Qu’est-ce que le polari ?

Le lexique actuel de la langue anglaise est émaillé, ici ou là, de mots à l’origine diffuse, issus du groupe lexical connu sous le nom de polari. Il s’agit d’un argot, désormais presque éteint, apparu probablement au sein du monde du cirque londonien au XIXe siècle. Il fut ensuite adopté par la communauté homosexuelle de la capitale anglaise. Le polari (aussi connu sous le nom de parlare, parlary, ou autres variantes à la phonétique similaire) a bénéficié au cours des dernières décennies d’une certaine reconnaissance académique, après avoir passé la majeure partie de son histoire à l’ombre des études linguistiques formelles. Actuellement, son usage est limité à quelques vocables isolés (certains étant reconnus par le Oxford English Dictionary, comme par exemple zhoosh). Le polari a cependant acquis récemment une visibilité beaucoup plus grande, en partie grâce à son utilisation dans le programme comique de la BBC Round the Horne. Dans ce programme, deux personnages au cabotinage exacerbé, Julian et Sandy, échangeaient des propos qui, pour le non initié, se révélaient presque incompréhensibles (ce qui ne les empêcha en aucune manière de devenir extrêmement populaires).

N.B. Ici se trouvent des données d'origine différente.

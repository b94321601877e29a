use designer_types::{category_prompt, Attachment, UPLOAD_INPUT_SUGGESTION};

/// Draft of the next submission: input text plus selected files
#[derive(Debug, Clone, Default, PartialEq, Eq)]
pub struct Composer {
    text: String,
    attachments: Vec<Attachment>,
}

impl Composer {
    pub fn new() -> Self {
        Self::default()
    }

    pub fn text(&self) -> &str {
        &self.text
    }

    pub fn attachments(&self) -> &[Attachment] {
        &self.attachments
    }

    pub fn set_text(&mut self, text: impl Into<String>) {
        self.text = text.into();
    }

    pub fn attach(&mut self, attachment: Attachment) {
        self.attachments.push(attachment);
    }

    /// Replace the draft text with the quick prompt for `category`
    pub fn apply_category(&mut self, category: &str) {
        self.text = category_prompt(category);
    }

    /// Pre-fill the upload suggestion unless something is already typed
    pub fn suggest_upload_text(&mut self) {
        if self.text.is_empty() {
            self.text = UPLOAD_INPUT_SUGGESTION.to_string();
        }
    }

    pub fn is_submittable(&self) -> bool {
        !self.text.trim().is_empty() || !self.attachments.is_empty()
    }

    /// Take the draft, leaving the composer empty
    pub fn take(&mut self) -> (String, Vec<Attachment>) {
        (
            std::mem::take(&mut self.text),
            std::mem::take(&mut self.attachments),
        )
    }
}
use thiserror::Error;

#[derive(Error, Debug)]
pub enum PersistError {
    #[error("IO error: {0}")]
    Io(#[from] std::io::Error),

    #[error("JSON serialization error: {0}")]
    Serialization(#[from] serde_json::Error),

    #[error("Invalid storage key: {0}")]
    InvalidKey(String),

    #[error("Initialization error: {0}")]
    Initialization(String),
}

pub type Result<T> = std::result::Result<T, PersistError>;
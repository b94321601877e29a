use designer_core::{Composer, Exchange, ExchangeEvent, MessagePipeline, SharedThreadStore};
use designer_persist::Persistence;
use designer_types::{
    Attachment, Message, Theme, Thread, ThreadSummary, DESIGN_CATEGORIES, UPLOAD_MESSAGE,
};
use tokio::sync::mpsc;

/// Command surface for the presentation layer
///
/// Commands are plain method calls made from UI event handlers. Validation
/// failures are silent no-ops reported through the return value.
pub struct Designer {
    store: SharedThreadStore,
    pipeline: MessagePipeline,
    persistence: Persistence,
    theme: Theme,
    composer: Composer,
}

impl Designer {
    pub(crate) fn new(pipeline: MessagePipeline, persistence: Persistence, theme: Theme) -> Self {
        Self {
            store: pipeline.store().clone(),
            pipeline,
            persistence,
            theme,
            composer: Composer::new(),
        }
    }

    /// Create a builder for fluent construction
    pub fn builder() -> crate::builder::DesignerBuilder {
        crate::builder::DesignerBuilder::new()
    }

    pub fn store(&self) -> &SharedThreadStore {
        &self.store
    }

    pub fn pipeline(&self) -> &MessagePipeline {
        &self.pipeline
    }

    pub fn composer(&self) -> &Composer {
        &self.composer
    }

    pub fn composer_mut(&mut self) -> &mut Composer {
        &mut self.composer
    }

    /// Submit the composer draft; the reply is awaited on a background task
    ///
    /// Needs a Tokio runtime, otherwise the submission is rejected. The draft is
    /// only cleared when the submission is accepted.
    pub fn submit(&mut self) -> Option<mpsc::Receiver<ExchangeEvent>> {
        if !self.composer.is_submittable() || !self.pipeline.can_submit() {
            return None;
        }
        let events = self.pipeline.spawn_submit(
            self.composer.text().to_string(),
            self.composer.attachments().to_vec(),
        )?;
        self.composer.take();
        Some(events)
    }

    /// Submit explicit text and files and wait for the exchange to settle
    pub async fn submit_text(
        &self,
        text: impl Into<String>,
        attachments: Vec<Attachment>,
    ) -> Option<Exchange> {
        self.pipeline.submit(text, attachments).await
    }

    pub fn create_thread(&self, name: &str) -> Option<String> {
        self.store.lock().create_thread(name)
    }

    pub fn delete_thread<F>(&self, thread_id: &str, confirm: F) -> bool
    where
        F: FnOnce(&Thread) -> bool,
    {
        self.store.lock().delete_thread(thread_id, confirm)
    }

    pub fn select_thread(&self, thread_id: &str) -> bool {
        self.store.lock().select_thread(thread_id)
    }

    /// Record picked files in the active thread and keep them in the draft
    pub fn upload_attachments(&mut self, files: Vec<Attachment>) -> bool {
        if files.is_empty() {
            return false;
        }

        self.composer.suggest_upload_text();
        for file in &files {
            self.composer.attach(file.clone());
        }

        let mut store = self.store.lock();
        let thread_id = store.active_thread_id().to_string();
        store.append_message(&thread_id, Message::user_with_attachments(UPLOAD_MESSAGE, files))
    }

    /// Pre-fill the draft with a category quick prompt
    pub fn choose_category(&mut self, category: &str) {
        self.composer.apply_category(category);
    }

    pub fn categories(&self) -> &'static [&'static str] {
        &DESIGN_CATEGORIES
    }

    pub fn theme(&self) -> Theme {
        self.theme
    }

    /// Flip the theme and persist it immediately
    pub fn toggle_theme(&mut self) -> Theme {
        self.theme = self.theme.toggle();
        if let Err(e) = self.persistence.save_theme(self.theme) {
            tracing::error!(error = %e, "Failed to persist theme");
        }
        tracing::debug!(theme = self.theme.as_str(), "Theme toggled");
        self.theme
    }

    pub fn active_thread_id(&self) -> String {
        self.store.lock().active_thread_id().to_string()
    }

    pub fn active_thread_name(&self) -> String {
        self.store.lock().active_thread_name().to_string()
    }

    pub fn active_messages(&self) -> Vec<Message> {
        self.store.lock().active_messages().to_vec()
    }

    pub fn summaries(&self) -> Vec<ThreadSummary> {
        self.store.lock().summaries()
    }

    /// Whether the active thread is waiting for a reply
    pub fn is_awaiting(&self) -> bool {
        let thread_id = self.active_thread_id();
        self.pipeline.is_awaiting(&thread_id)
    }

    pub fn can_submit(&self) -> bool {
        self.composer.is_submittable() && self.pipeline.can_submit()
    }
}
use anyhow::Result;
use async_trait::async_trait;
use designer_types::Attachment;

/// Remote design assistant chat service
///
/// The transport is opaque to the caller. Any error is treated as a failed exchange;
/// no structured payload is required.
#[async_trait]
pub trait DesignClient: Send + Sync {
    /// Send one request and wait for the reply text
    async fn send_design_request(&self, request: DesignRequest) -> Result<String>;
}

#[derive(Debug, Clone, PartialEq, Eq)]
pub struct DesignRequest {
    pub message: String,
    pub attachments: Vec<Attachment>,
}

impl DesignRequest {
    pub fn new(message: impl Into<String>) -> Self {
        Self {
            message: message.into(),
            attachments: Vec::new(),
        }
    }

    pub fn with_attachments(mut self, attachments: Vec<Attachment>) -> Self {
        self.attachments = attachments;
        self
    }
}
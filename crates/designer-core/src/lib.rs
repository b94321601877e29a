pub mod composer;
pub mod events;
pub mod exchange;
pub mod pipeline;
pub mod store;

pub use composer::Composer;
pub use events::ExchangeEvent;
pub use exchange::{Exchange, ExchangeState};
pub use pipeline::{AwaitPolicy, MessagePipeline};
pub use store::{SharedThreadStore, ThreadStore};
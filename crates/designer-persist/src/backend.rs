use crate::error::Result;

/// Key-value storage for serialized text blobs
///
/// Implementations hold no business logic: `set` overwrites unconditionally and
/// `get` returns whatever was last written under the key.
pub trait StorageBackend: Send + Sync {
    /// Read the blob stored under `key`, `None` when nothing was written yet
    fn get(&self, key: &str) -> Result<Option<String>>;

    /// Overwrite the blob stored under `key`
    fn set(&self, key: &str, value: &str) -> Result<()>;
}
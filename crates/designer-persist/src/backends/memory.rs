use std::collections::HashMap;
use std::sync::Arc;

use parking_lot::Mutex;

use crate::backend::StorageBackend;
use crate::error::Result;

/// In-memory storage backend
/// Useful for testing and ephemeral sessions; clones share the same entries
#[derive(Clone, Default)]
pub struct InMemoryStorage {
    entries: Arc<Mutex<HashMap<String, String>>>,
}

impl InMemoryStorage {
    pub fn new() -> Self {
        Self::default()
    }

    /// Keys written so far, sorted
    pub fn keys(&self) -> Vec<String> {
        let mut keys: Vec<String> = self.entries.lock().keys().cloned().collect();
        keys.sort();
        keys
    }
}

impl StorageBackend for InMemoryStorage {
    fn get(&self, key: &str) -> Result<Option<String>> {
        Ok(self.entries.lock().get(key).cloned())
    }

    fn set(&self, key: &str, value: &str) -> Result<()> {
        self.entries.lock().insert(key.to_string(), value.to_string());
        Ok(())
    }
}
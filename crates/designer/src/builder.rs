//! High-level builder API for wiring the chat core

use std::sync::Arc;

use anyhow::{Context, Result};
use designer_client::DesignClient;
use designer_core::{AwaitPolicy, MessagePipeline, ThreadStore};
use designer_persist::{InMemoryStorage, JsonFileStorage, Persistence, StorageBackend};

use crate::app::Designer;
use crate::config::{DesignerConfig, StorageKind};

/// Builder for a [`Designer`]
///
/// # Example
///
/// ```rust,no_run
/// use designer::prelude::*;
/// use std::sync::Arc;
///
/// # struct MyClient;
/// # #[async_trait::async_trait]
/// # impl DesignClient for MyClient {
/// #     async fn send_design_request(&self, _: DesignRequest) -> anyhow::Result<String> {
/// #         Ok(String::new())
/// #     }
/// # }
/// # fn main() -> anyhow::Result<()> {
/// let designer = DesignerBuilder::new()
///     .config(DesignerConfig::load()?)
///     .client(Arc::new(MyClient))
///     .build()?;
/// # Ok(())
/// # }
/// ```
pub struct DesignerBuilder {
    config: DesignerConfig,
    storage: Option<Arc<dyn StorageBackend>>,
    client: Option<Arc<dyn DesignClient>>,
    await_policy: Option<AwaitPolicy>,
}

impl Default for DesignerBuilder {
    fn default() -> Self {
        Self::new()
    }
}

impl DesignerBuilder {
    pub fn new() -> Self {
        Self {
            config: DesignerConfig::default(),
            storage: None,
            client: None,
            await_policy: None,
        }
    }

    pub fn config(mut self, config: DesignerConfig) -> Self {
        self.config = config;
        self
    }

    /// Use this backend instead of the one named in the config
    pub fn storage(mut self, storage: Arc<dyn StorageBackend>) -> Self {
        self.storage = Some(storage);
        self
    }

    /// Set the remote chat client (required)
    pub fn client(mut self, client: Arc<dyn DesignClient>) -> Self {
        self.client = Some(client);
        self
    }

    /// Override the configured awaiting gate policy
    pub fn await_policy(mut self, policy: AwaitPolicy) -> Self {
        self.await_policy = Some(policy);
        self
    }

    pub fn build(self) -> Result<Designer> {
        let client = self
            .client
            .context("A design client is required. Use .client()")?;

        let storage = match self.storage {
            Some(storage) => storage,
            None => storage_from_config(&self.config)?,
        };
        let persistence = Persistence::new(storage).with_keys(self.config.storage.keys());

        let theme = persistence.load_theme(self.config.theme.system_default());
        let store = ThreadStore::open(persistence.clone()).into_shared();
        let policy = self.await_policy.unwrap_or(self.config.pipeline.await_policy);
        let pipeline = MessagePipeline::with_policy(store, client, policy);

        tracing::info!(?policy, theme = theme.as_str(), "Designer ready");
        Ok(Designer::new(pipeline, persistence, theme))
    }
}

fn storage_from_config(config: &DesignerConfig) -> Result<Arc<dyn StorageBackend>> {
    let storage: Arc<dyn StorageBackend> = match config.storage.backend {
        StorageKind::Memory => Arc::new(InMemoryStorage::new()),
        StorageKind::File => match &config.storage.dir {
            Some(dir) => Arc::new(JsonFileStorage::new(dir)),
            None => Arc::new(
                JsonFileStorage::in_data_dir().context("Failed to locate storage directory")?,
            ),
        },
    };
    Ok(storage)
}
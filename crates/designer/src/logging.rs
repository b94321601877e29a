use tracing_subscriber::{layer::SubscriberExt, util::SubscriberInitExt, EnvFilter};

use crate::config::LoggingConfig;

/// Install the global tracing subscriber
///
/// `RUST_LOG` wins over the configured level. Calling this twice keeps the first
/// subscriber.
pub fn init_logging(config: &LoggingConfig) {
    let env_filter = EnvFilter::try_from_default_env()
        .or_else(|_| EnvFilter::try_new(&config.level))
        .unwrap_or_else(|_| EnvFilter::new("info"));

    let registry = tracing_subscriber::registry().with(env_filter);

    let installed = match config.format.as_str() {
        "json" => registry
            .with(tracing_subscriber::fmt::layer().json())
            .try_init(),
        _ => registry
            .with(tracing_subscriber::fmt::layer().pretty())
            .try_init(),
    };

    if installed.is_err() {
        tracing::debug!("Tracing subscriber already installed");
    }
}
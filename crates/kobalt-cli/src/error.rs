//! Error types for kobalt-cli

/// Result type for CLI operations
pub type Result<T> = std::result::Result<T, CliError>;

/// Errors that can occur in CLI operations
#[derive(Debug, thiserror::Error)]
pub enum CliError {
    /// Error from kobalt-settings
    #[error(transparent)]
    Settings(#[from] kobalt_settings::Error),

    /// JSON rendering error
    #[error(transparent)]
    Json(#[from] serde_json::Error),

    /// User-facing error with a message
    #[error("{message}")]
    User { message: String },
}

impl CliError {
    /// Create a new user error with the given message
    pub fn user(message: impl Into<String>) -> Self {
        Self::User {
            message: message.into(),
        }
    }
}
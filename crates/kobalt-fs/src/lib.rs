//! Filesystem primitives for Kobalt settings
//!
//! Provides the structured-document reader, the directory-creation primitive
//! and the names of the well-known paths under `~/.kobalt`.

pub mod config;
pub mod constants;
pub mod error;
pub mod io;

pub use config::ConfigStore;
pub use constants::KobaltPath;
pub use error::{Error, Result};
//! CLI argument parsing using clap derive

use clap::{Args, Parser, Subcommand};
use kobalt_settings::BuildScriptConfig;

/// kobalt-config - Inspect the user settings Kobalt resolves from ~/.kobalt/settings.xml
#[derive(Parser, Debug)]
#[command(name = "kobalt-config")]
#[command(author, version, about, long_about = None)]
pub struct Cli {
    /// Enable verbose output
    #[arg(short, long, global = true)]
    pub verbose: bool,

    /// The command to run
    #[command(subcommand)]
    pub command: Option<Commands>,
}

/// Available commands
#[derive(Subcommand, Debug, Clone, PartialEq, Eq)]
pub enum Commands {
    /// Print the location of settings.xml
    Path,

    /// Load and resolve the settings, then print them
    ///
    /// Creates the cache and local Maven repo directories if missing.
    ///
    /// Examples:
    ///   kobalt-config show
    ///   kobalt-config show --json
    ///   kobalt-config show --compiler-version 1.3.0
    Show {
        /// Output as JSON for scripting
        #[arg(long)]
        json: bool,

        #[command(flatten)]
        overrides: CompilerOverrides,
    },

    /// Print the first proxy configured for a protocol
    Proxy {
        /// Protocol tag, e.g. http or https
        protocol: String,
    },
}

/// Compiler settings as a build script would set them
#[derive(Args, Debug, Clone, Default, PartialEq, Eq)]
pub struct CompilerOverrides {
    /// Compiler version requested by the build script
    #[arg(long)]
    pub compiler_version: Option<String>,

    /// Compiler repository requested by the build script
    #[arg(long)]
    pub compiler_repo: Option<String>,

    /// Compiler flags requested by the build script
    #[arg(long)]
    pub compiler_flags: Option<String>,
}

impl CompilerOverrides {
    /// `None` when no flag was given, as if no build script were loaded
    pub fn into_build_script_config(self) -> Option<BuildScriptConfig> {
        let config = BuildScriptConfig {
            kobalt_compiler_version: self.compiler_version,
            kobalt_compiler_repo: self.compiler_repo,
            kobalt_compiler_flags: self.compiler_flags,
        };
        if config.is_empty() { None } else { Some(config) }
    }
}
//! Build-script overrides for compiler settings
//!
//! A build file may pin the compiler version, repository or flags. Those
//! values win over `settings.xml`, which in turn wins over the built-in
//! defaults. The functions here are pure so callers can re-evaluate them
//! whenever the build script configuration changes.

use crate::document::SettingsDocument;

/// Compiler settings supplied by the current build script.
///
/// Each field is `None` unless the build script sets it.
#[derive(Debug, Clone, Default, PartialEq, Eq)]
pub struct BuildScriptConfig {
    pub kobalt_compiler_version: Option<String>,
    pub kobalt_compiler_repo: Option<String>,
    pub kobalt_compiler_flags: Option<String>,
}

impl BuildScriptConfig {
    /// Whether the build script overrides anything at all.
    pub fn is_empty(&self) -> bool {
        self.kobalt_compiler_version.is_none()
            && self.kobalt_compiler_repo.is_none()
            && self.kobalt_compiler_flags.is_none()
    }
}

pub fn resolve_compiler_version<'a>(
    document: &'a SettingsDocument,
    build_script: Option<&'a BuildScriptConfig>,
) -> &'a str {
    build_script
        .and_then(|config| config.kobalt_compiler_version.as_deref())
        .unwrap_or(document.kobalt_compiler_version.as_str())
}

pub fn resolve_compiler_repo<'a>(
    document: &'a SettingsDocument,
    build_script: Option<&'a BuildScriptConfig>,
) -> Option<&'a str> {
    build_script
        .and_then(|config| config.kobalt_compiler_repo.as_deref())
        .or(document.kobalt_compiler_repo.as_deref())
}

pub fn resolve_compiler_flags<'a>(
    document: &'a SettingsDocument,
    build_script: Option<&'a BuildScriptConfig>,
) -> Option<&'a str> {
    build_script
        .and_then(|config| config.kobalt_compiler_flags.as_deref())
        .or(document.kobalt_compiler_flags.as_deref())
}
//! `kobalt-config show`

use colored::Colorize;
use kobalt_settings::{BuildScriptConfig, KobaltSettings, SettingsLoader};

use crate::error::Result;

/// Resolve the settings and print them
pub fn run_show(json: bool, build_script: Option<BuildScriptConfig>) -> Result<()> {
    let loader = SettingsLoader::new()?;
    let settings = loader.read_settings(build_script)?;

    if json {
        let output = serde_json::json!({
            "settingsFile": loader.settings_path(),
            "settingsFileExists": loader.has_settings(),
            "localCache": settings.local_cache(),
            "localMavenRepo": settings.local_maven_repo(),
            "defaultRepos": settings.default_repos(),
            "proxies": settings.proxy_configs(),
            "kobaltCompilerVersion": settings.kobalt_compiler_version(),
            "kobaltCompilerRepo": settings.kobalt_compiler_repo(),
            "kobaltCompilerFlags": settings.kobalt_compiler_flags(),
            "kobaltCompilerSeparateProcess": settings.kobalt_compiler_separate_process(),
            "autoUpdate": settings.auto_update(),
        });
        println!("{}", serde_json::to_string_pretty(&output)?);
        return Ok(());
    }

    println!("{}", "Kobalt Settings".bold());
    println!();

    let source = if loader.has_settings() {
        loader.settings_path().display().to_string()
    } else {
        "(defaults)".dimmed().to_string()
    };
    println!("  {:<20} {}", "Source:".dimmed(), source);
    println!("  {:<20} {}", "Local cache:".dimmed(), settings.local_cache().display());
    println!(
        "  {:<20} {}",
        "Local Maven repo:".dimmed(),
        settings.local_maven_repo().display()
    );
    println!("  {:<20} {}", "Auto update:".dimmed(), settings.auto_update());
    println!();

    print_compiler(&settings);
    println!();

    match settings.default_repos() {
        None => println!("  {:<20} {}", "Default repos:".dimmed(), "(none)".dimmed()),
        Some(repos) => {
            println!("  {}:", "Default repos".dimmed());
            for repo in repos {
                println!("    {} {}", "+".green(), repo);
            }
        }
    }
    println!();

    match settings.proxy_configs() {
        None => println!("  {:<20} {}", "Proxies:".dimmed(), "(none)".dimmed()),
        Some(proxies) => {
            println!("  {}:", "Proxies".dimmed());
            for proxy in proxies {
                println!("    {} {} {}", "+".green(), proxy.proxy_type, proxy.address());
            }
        }
    }

    Ok(())
}

fn print_compiler(settings: &KobaltSettings) {
    let overridden = |field: fn(&BuildScriptConfig) -> bool| {
        if settings.build_script_config().is_some_and(field) {
            " (build script)".cyan().to_string()
        } else {
            String::new()
        }
    };

    println!(
        "  {:<20} {}{}",
        "Compiler version:".dimmed(),
        settings.kobalt_compiler_version(),
        overridden(|c| c.kobalt_compiler_version.is_some())
    );
    println!(
        "  {:<20} {}{}",
        "Compiler repo:".dimmed(),
        settings.kobalt_compiler_repo().unwrap_or("(default)"),
        overridden(|c| c.kobalt_compiler_repo.is_some())
    );
    println!(
        "  {:<20} {}{}",
        "Compiler flags:".dimmed(),
        settings.kobalt_compiler_flags().unwrap_or("(none)"),
        overridden(|c| c.kobalt_compiler_flags.is_some())
    );
    println!(
        "  {:<20} {}",
        "Separate process:".dimmed(),
        settings.kobalt_compiler_separate_process()
    );
}
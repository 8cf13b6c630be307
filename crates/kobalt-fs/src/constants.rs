//! Well-known path segments under the Kobalt home directory.

use std::path::{Path, PathBuf};

/// Fixed names used to build paths below `~/.kobalt`.
#[derive(Debug, Clone, Copy, PartialEq, Eq)]
pub enum KobaltPath {
    /// The `.kobalt` directory in the user's home
    DotDir,
    /// The `settings.xml` file inside `.kobalt`
    SettingsFile,
    /// The `cache` directory (downloaded artifacts)
    Cache,
    /// The `localMavenRepo` directory (target of `publishToLocalMaven`)
    LocalMavenRepo,
}

impl KobaltPath {
    /// Get the string representation of the path segment.
    pub fn as_str(&self) -> &'static str {
        match self {
            Self::DotDir => ".kobalt",
            Self::SettingsFile => "settings.xml",
            Self::Cache => "cache",
            Self::LocalMavenRepo => "localMavenRepo",
        }
    }

    /// Resolve this segment below `<home>/.kobalt`.
    ///
    /// `DotDir` resolves to `<home>/.kobalt` itself.
    pub fn under_home(&self, home: &Path) -> PathBuf {
        let dot_dir = home.join(Self::DotDir.as_str());
        match self {
            Self::DotDir => dot_dir,
            _ => dot_dir.join(self.as_str()),
        }
    }
}

impl AsRef<Path> for KobaltPath {
    fn as_ref(&self) -> &Path {
        Path::new(self.as_str())
    }
}

impl AsRef<str> for KobaltPath {
    fn as_ref(&self) -> &str {
        self.as_str()
    }
}

impl std::fmt::Display for KobaltPath {
    fn fmt(&self, f: &mut std::fmt::Formatter<'_>) -> std::fmt::Result {
        write!(f, "{}", self.as_str())
    }
}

Les origines du polari sont peu claires. On sait qu’une part importante de ce lexique vient de l’italien, mais personne n’a pu déterminer avec certitude s’il est entré en Angleterre et dans la langue anglaise par les ports (avec des termes italiens et occitans utilisés normalement comme lingua franca sur les embarcations de la mer Méditerranée) ou grâce aux activités des gens du spectacle venus d’Italie pour s’installer à Londres au cours du XIXe siècle. Il est probable que ces deux phénomènes ont conflué, avec en sus l’influence du yiddish et du romani, deux langues nomades dont l’impact sur les langues majoritaires mériterait à lui seul un article dédié.
Dans tous les cas, le polari fut adopté par la communauté homosexuelle londonienne qui, en tant que minorité, choisit de l’utiliser comme une sorte de code interne. L’intégration tardive, mais toujours plus importante, des groupes minoritaires ou marginaux mis un terme à cette nécessité de codifier le parler des membres de la communauté, et c’est de cette manière que l’usage du polari devint peu à peu à une pratique exclusivement nostalgique.

Sur le Web, il est possible de trouver des listes regroupant beaucoup des mots, parmi les plus communs, de cet argot presque oublié. On peut notamment mentionner les termes suivants :

bona: bon

camp: efféminé

capello: chapeau

cottage: toilettes publiques

dolly: beau, agréable

ecaf: visage

drag: vêtement, le plus souvent de femme

gelt: argent

jarry: nourriture

omi: homme

Dans cette courte liste, on pourra observer les différents courants qui ont donné naissance au polari : l’influence italienne (jarry, la nourriture, vient du verbe italien mangiare, manger), l’usage de l’inversion (comme ecaf, version invertie de face, visage en anglais ; ecaf  possède par ailleurs une forme abrégée, eek), les préoccupations vis-à-vis de la législation relative à l’homosexualité (camp proviendrait ainsi du sigle KAMP : known as a male prostitute) ou la présence du yiddish (gelt). Le fait que le polari soit tombé en désuétude représente une perte certaine pour la diversité linguistique. Qu’une communauté n’ait plus, en revanche, à coder sa communication pour éviter les préjugés, on ne peut que s’en féliciter.